How does Apple’s control over it’s design result in better performance ?

The Linely Group published a news letter on how A10 is better than other CPU’s of those time (2016) and had this to say, -

Part of Apple’s advantage is its ability to spend money. Die area is expensive for a processor built in leading-edge 16nm FinFET technology, and Hurricane uses plenty of it. A single Hurricane CPU measures 4.18mm2, about twice the size of other high-end mobile CPUs. Because Apple sells phones, not chips, adding a few dollars of die cost is of little importance if the resulting high performance enables it to sell more $600 products.

In layman terms, Apple makes more expensive chips (in terms of die & fabrication) & it is free to do so since it uses it in it’s own devices. Where as it’s competition buys SoC from a chip maker who has to price it competitively for mass adoption by device manufacturers of different price range.

The reasoning continues to fit for the new A11 which has 64bit 6 core CPU’s manufactured in 10nm FinFET technology. The new CPU has 2 high performance cores & 4 high efficiency cores.

Apple leverages its economical advantage to put money in its SoC design & manufacturing where its competitors would have to place a margin over their SoC’s while managing increasing manufacturing costs.

Did Apple had to do it?

While an average smartphone/tablet user on competitor’s platform wouldn’t miss the beefy performance from the A11. With ARKit / Metal API’s on iOS, developers on iOS platform could leverage the performance to build sophisticated applications.

Having control over their own SoC has let Apple save money. Which is effectively put in the display, camera of their devices and still make way more margin by selling its devices !

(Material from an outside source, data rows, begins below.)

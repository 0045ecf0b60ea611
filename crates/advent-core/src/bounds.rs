//! Feasibility bounds derived from directional verdicts.
//!
//! A "too low" guess raises the exclusive lower bound, a "too high" guess
//! lowers the exclusive upper bound. Bounds only ever tighten. Values that do
//! not parse as integers are bound-exempt.

use crate::classify::Verdict;
use crate::model::{as_numeric, GuessRecord};
use std::fmt;

/// Open-interval constraint on the true numeric answer.
#[derive(Debug, Clone, Copy, Default, PartialEq, Eq)]
pub struct Bounds {
    /// Highest value classified "too low".
    pub lower_exclusive: Option<i64>,
    /// Lowest value classified "too high".
    pub upper_exclusive: Option<i64>,
}

/// Which side of the window a candidate value fell on.
#[derive(Debug, Clone, Copy, PartialEq, Eq)]
pub enum BoundViolation {
    /// `value <= lower_exclusive`: a guess at least this large was too low.
    AtOrBelowLower { bound: i64 },
    /// `value >= upper_exclusive`: a guess at most this large was too high.
    AtOrAboveUpper { bound: i64 },
}

impl fmt::Display for BoundViolation {
    fn fmt(&self, f: &mut fmt::Formatter<'_>) -> fmt::Result {
        match self {
            BoundViolation::AtOrBelowLower { bound } => {
                write!(f, "at or below known-too-low bound {}", bound)
            }
            BoundViolation::AtOrAboveUpper { bound } => {
                write!(f, "at or above known-too-high bound {}", bound)
            }
        }
    }
}

impl Bounds {
    /// Fold an identity's guess history into its feasibility window.
    /// Pure function of the ledger; recomputed on each read.
    pub fn derive(records: &[GuessRecord]) -> Bounds {
        let mut bounds = Bounds::default();
        for rec in records {
            let Some(n) = as_numeric(&rec.value) else {
                continue;
            };
            match rec.verdict {
                Verdict::TooLow => {
                    bounds.lower_exclusive = Some(bounds.lower_exclusive.map_or(n, |l| l.max(n)));
                }
                Verdict::TooHigh => {
                    bounds.upper_exclusive = Some(bounds.upper_exclusive.map_or(n, |u| u.min(n)));
                }
                _ => {}
            }
        }
        bounds
    }

    pub fn is_unbounded(&self) -> bool {
        self.lower_exclusive.is_none() && self.upper_exclusive.is_none()
    }

    /// True iff the value is non-numeric, bounds are unset, or the integer
    /// lies strictly inside the open interval.
    pub fn is_feasible(&self, value: &str) -> bool {
        self.violation(value).is_none()
    }

    /// Name the violated bound for a candidate value, if any.
    pub fn violation(&self, value: &str) -> Option<BoundViolation> {
        let n = as_numeric(value)?;
        if let Some(l) = self.lower_exclusive {
            if n <= l {
                return Some(BoundViolation::AtOrBelowLower { bound: l });
            }
        }
        if let Some(u) = self.upper_exclusive {
            if n >= u {
                return Some(BoundViolation::AtOrAboveUpper { bound: u });
            }
        }
        None
    }
}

Does it mean that the android users will miss all goodies ?

Not necessarily, though the performance of even the highest performing android flagship pales in comparision with A11; android end users aren’t left behind.

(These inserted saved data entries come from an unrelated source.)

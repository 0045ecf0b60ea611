//! Submission controller: the answer-submission state machine.
//!
//! Per attempt: `START -> LOCAL_CHECK -> {SHORT_CIRCUIT | NETWORK_SUBMIT}
//! -> CLASSIFY -> PERSIST -> DONE`. Local state (known answer, guess
//! history, feasibility bounds) is consulted before the network is ever
//! touched, so a known-bad or provably-impossible guess is rejected without
//! a request. A per-identity lock is held across the whole sequence.

use crate::bounds::BoundViolation;
use crate::cache::{CacheError, PuzzleCache};
use crate::classify::{classify, ClassifyError, Verdict};
use crate::ledger::{GuessLedger, LedgerError};
use crate::model::{Part, PuzzleId};
use crate::prose;
use crate::transport::{Transport, TransportError};
use std::collections::HashMap;
use std::fmt;
use std::sync::{Arc, Mutex};
use std::time::Duration;
use thiserror::Error;

/// Where a rejection was decided.
#[derive(Debug, Clone, Copy, PartialEq, Eq)]
pub enum RejectionSource {
    /// The server judged this guess just now.
    Network,
    /// Replayed from the ledger; the network was not contacted.
    Cache,
    /// Ruled out by bound inference; the network was not contacted.
    Bounds,
}

impl fmt::Display for RejectionSource {
    fn fmt(&self, f: &mut fmt::Formatter<'_>) -> fmt::Result {
        match self {
            RejectionSource::Network => write!(f, "network"),
            RejectionSource::Cache => write!(f, "cache"),
            RejectionSource::Bounds => write!(f, "bound-inference"),
        }
    }
}

/// User-facing result of a submission attempt.
#[derive(Debug, Clone, PartialEq, Eq)]
pub enum Outcome {
    /// The server accepted the answer.
    Accepted { value: String },
    /// The part is solved; no submission was attempted. `answer` is `None`
    /// only when the server reported the part complete but the posted
    /// answer could not be recovered from the prose.
    AlreadySolved { answer: Option<String> },
    /// The guess is wrong (or provably wrong). `source` says who decided.
    Rejected {
        verdict: Verdict,
        message: String,
        source: RejectionSource,
    },
    /// Server-signaled backoff; nothing was recorded.
    RateLimited { wait: Duration },
}

#[derive(Debug, Error)]
pub enum SubmitError {
    #[error("cannot submit an empty answer")]
    EmptyValue,

    #[error(transparent)]
    Transport(#[from] TransportError),

    #[error(transparent)]
    Unrecognized(#[from] ClassifyError),

    #[error(transparent)]
    Ledger(#[from] LedgerError),

    #[error(transparent)]
    Cache(#[from] CacheError),
}

pub struct SubmitController {
    ledger: GuessLedger,
    cache: PuzzleCache,
    transport: Arc<dyn Transport>,
    /// One async lock per identity, held across LOCAL_CHECK..PERSIST so two
    /// callers can't both pass LOCAL_CHECK and double-submit.
    locks: Mutex<HashMap<PuzzleId, Arc<tokio::sync::Mutex<()>>>>,
}

impl SubmitController {
    pub fn new(ledger: GuessLedger, cache: PuzzleCache, transport: Arc<dyn Transport>) -> Self {
        Self {
            ledger,
            cache,
            transport,
            locks: Mutex::new(HashMap::new()),
        }
    }

    pub fn ledger(&self) -> &GuessLedger {
        &self.ledger
    }

    fn identity_lock(&self, id: &PuzzleId) -> Arc<tokio::sync::Mutex<()>> {
        let mut locks = self.locks.lock().unwrap();
        locks.entry(id.clone()).or_default().clone()
    }

    /// Submit a candidate answer for one puzzle identity.
    pub async fn submit(&self, id: &PuzzleId, value: &str) -> Result<Outcome, SubmitError> {
        if value.trim().is_empty() {
            return Err(SubmitError::EmptyValue);
        }

        let lock = self.identity_lock(id);
        let _guard = lock.lock().await;

        // LOCAL_CHECK
        if let Some(answer) = self.ledger.correct_answer(id)? {
            tracing::debug!(%id, "already solved, skipping submission");
            return Ok(Outcome::AlreadySolved {
                answer: Some(answer),
            });
        }
        if let Some(prior) = self.ledger.lookup(id, value)? {
            tracing::debug!(%id, value, "verdict served from guess history");
            return Ok(Outcome::Rejected {
                verdict: prior.verdict,
                message: prior.raw_message,
                source: RejectionSource::Cache,
            });
        }
        let bounds = self.ledger.bounds(id)?;
        if let Some(violation) = bounds.violation(value) {
            tracing::debug!(%id, value, %violation, "guess ruled out by bounds");
            return Ok(Outcome::Rejected {
                verdict: direction_of(&violation),
                message: format!("guaranteed incorrect, not submitted: value is {}", violation),
                source: RejectionSource::Bounds,
            });
        }

        // NETWORK_SUBMIT: the only state that performs I/O. Transport
        // failures surface as-is and mutate nothing.
        let raw = self.transport.post_answer(id, value).await?;

        // CLASSIFY: unrecognized text is an error, not a verdict.
        let verdict = classify(&raw)?;

        // PERSIST
        match verdict {
            Verdict::Correct => {
                self.ledger.mark_correct(id, value)?;
                self.ledger.record(id, value, verdict, &raw)?;
                Ok(Outcome::Accepted {
                    value: crate::model::canonical_key(value),
                })
            }
            Verdict::TooHigh | Verdict::TooLow | Verdict::Incorrect => {
                self.ledger.record(id, value, verdict, &raw)?;
                Ok(Outcome::Rejected {
                    verdict,
                    message: raw,
                    source: RejectionSource::Network,
                })
            }
            Verdict::AlreadyComplete => {
                // The value was never judged; do not record a guess. Recover
                // the posted answer from the prose when the page shows it.
                let answer = self.discover_posted_answer(id).await?;
                if let Some(answer) = &answer {
                    self.ledger.mark_correct(id, answer)?;
                }
                Ok(Outcome::AlreadySolved { answer })
            }
            Verdict::RateLimited { wait_secs } => Ok(Outcome::RateLimited {
                wait: Duration::from_secs(wait_secs),
            }),
        }
    }

    /// Re-fetch the prose and pull "Your puzzle answer was X" for this part.
    async fn discover_posted_answer(&self, id: &PuzzleId) -> Result<Option<String>, SubmitError> {
        let html = self
            .cache
            .refresh_prose(id, self.transport.as_ref())
            .await?;
        let answers = prose::posted_answers(&html);
        let index = match id.part {
            Part::A => 0,
            Part::B => 1,
        };
        Ok(answers.get(index).cloned())
    }
}

fn direction_of(violation: &BoundViolation) -> Verdict {
    match violation {
        BoundViolation::AtOrBelowLower { .. } => Verdict::TooLow,
        BoundViolation::AtOrAboveUpper { .. } => Verdict::TooHigh,
    }
}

The credit of democratising high performance computation goes to Android ecosystem and their SoC’s. With 85% market share, very few developers/publishers now a days think about publishing an iOS only content. A top performing SoC in android ecosystem is available on flagships of varying price range, which should serve most use cases on-par with their A11 counterpart.

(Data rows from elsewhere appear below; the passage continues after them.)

use crate::cli::args::{Cli, Command, CommonArgs};
use advent_core::cache::PuzzleCache;
use advent_core::ledger::GuessLedger;
use advent_core::model::Part;
use anyhow::{bail, Context};
use std::path::PathBuf;

pub mod fetch;
pub mod guesses;
pub mod run;
pub mod submit;

pub async fn dispatch(cli: Cli) -> anyhow::Result<i32> {
    match cli.cmd {
        Command::Fetch(args) => fetch::run(args).await,
        Command::Submit(args) => submit::run(args).await,
        Command::Guesses(args) => guesses::run(args).await,
        Command::Run(args) => run::run(args).await,
    }
}

pub(crate) fn db_path(common: &CommonArgs) -> PathBuf {
    common.db.clone().unwrap_or_else(|| {
        dirs::data_dir()
            .unwrap_or_else(|| PathBuf::from(".advent"))
            .join("advent")
            .join("store.db")
    })
}

/// Open the ledger and puzzle cache on one store file, creating parents.
pub(crate) fn open_stores(common: &CommonArgs) -> anyhow::Result<(GuessLedger, PuzzleCache)> {
    let path = db_path(common);
    if let Some(parent) = path.parent() {
        std::fs::create_dir_all(parent)
            .with_context(|| format!("failed to create {}", parent.display()))?;
    }
    let ledger = GuessLedger::open(&path)
        .with_context(|| format!("failed to open store {}", path.display()))?;
    let cache = PuzzleCache::open(&path)
        .with_context(|| format!("failed to open store {}", path.display()))?;
    Ok((ledger, cache))
}

pub(crate) fn parse_part(s: &str) -> anyhow::Result<Part> {
    match Part::parse(s) {
        Some(part) => Ok(part),
        None => bail!("invalid part {:?} (expected a|b)", s),
    }
}
use crate::cli::args::SubmitArgs;
use crate::exit_codes;
use advent_core::resolve;
use advent_core::submit::{Outcome, SubmitController};
use advent_core::transport::HttpTransport;
use std::sync::Arc;

pub async fn run(args: SubmitArgs) -> anyhow::Result<i32> {
    let part = super::parse_part(&args.part)?;
    let session = resolve::resolve_session(args.common.session.clone())?;
    let id = resolve::resolve_identity(args.common.year, args.common.day, part, &session)?;

    let (ledger, cache) = super::open_stores(&args.common)?;
    let transport = Arc::new(HttpTransport::new(&session.token)?);
    let controller = SubmitController::new(ledger, cache, transport);

    let outcome = controller.submit(&id, &args.value).await?;
    let code = match &outcome {
        Outcome::Accepted { value } => {
            println!("{id}: that's the right answer: {value}");
            exit_codes::OK
        }
        Outcome::AlreadySolved { answer: Some(answer) } => {
            println!("{id}: already solved, answer = {answer}");
            exit_codes::OK
        }
        Outcome::AlreadySolved { answer: None } => {
            println!("{id}: already solved elsewhere (posted answer not recoverable)");
            exit_codes::OK
        }
        Outcome::Rejected {
            verdict,
            message,
            source,
        } => {
            println!("{id}: rejected [{}] via {source}: {message}", verdict.code());
            exit_codes::FAILED
        }
        Outcome::RateLimited { wait } => {
            println!("{id}: rate limited, retry in {}s", wait.as_secs());
            exit_codes::FAILED
        }
    };
    Ok(code)
}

At-least that was the case till now.


Patrick Meenan, chrome engineer at Google and developer of famous WebPageTest website test suite says even Apple’s 2015 A9 is better at loading web page in main thread than a high-end Android.

I would love to see a multithreaded test with loading multiple web pages which can make use of OnePlus 5’s massive 8 GB memory, yet still it might not be the general benchmarking case which is applicable to most smartphone users.

If loading web page is faster on 2 year old A9 processor in iPhone than on latest android flagship chipset, then android device manufacturers should seriously concentrate on improving single core performance exponentially.

Theoretically speaking, the more memory on android chipsets could save CPU cycles resulting in lesser power consumption during multitasking as iOS needs to invest it in page compression techniques; then again this is a topic for another time as we’re talking about CPU performance and not memory.

Changing landscape

Since 4K recording capabilities are a norm in today’s high end devices. A significant performance difference here could be very visible to the consumers.

Video editing benchmark of iPhone 8 From Tom's guide review of iPhone 8

So is the new AR powered gaming and apps which use on device Machine Learning. Google seems to have already started its effort to start building SoC’s to power its devices, when it comes out and if it is as good as AX series ; high performance mobile computing could get lot more interesting.

Till then Apple’s chipnomicsBuy, is set to rule the SoC.

(Btw, I just made the term — Chipnomics).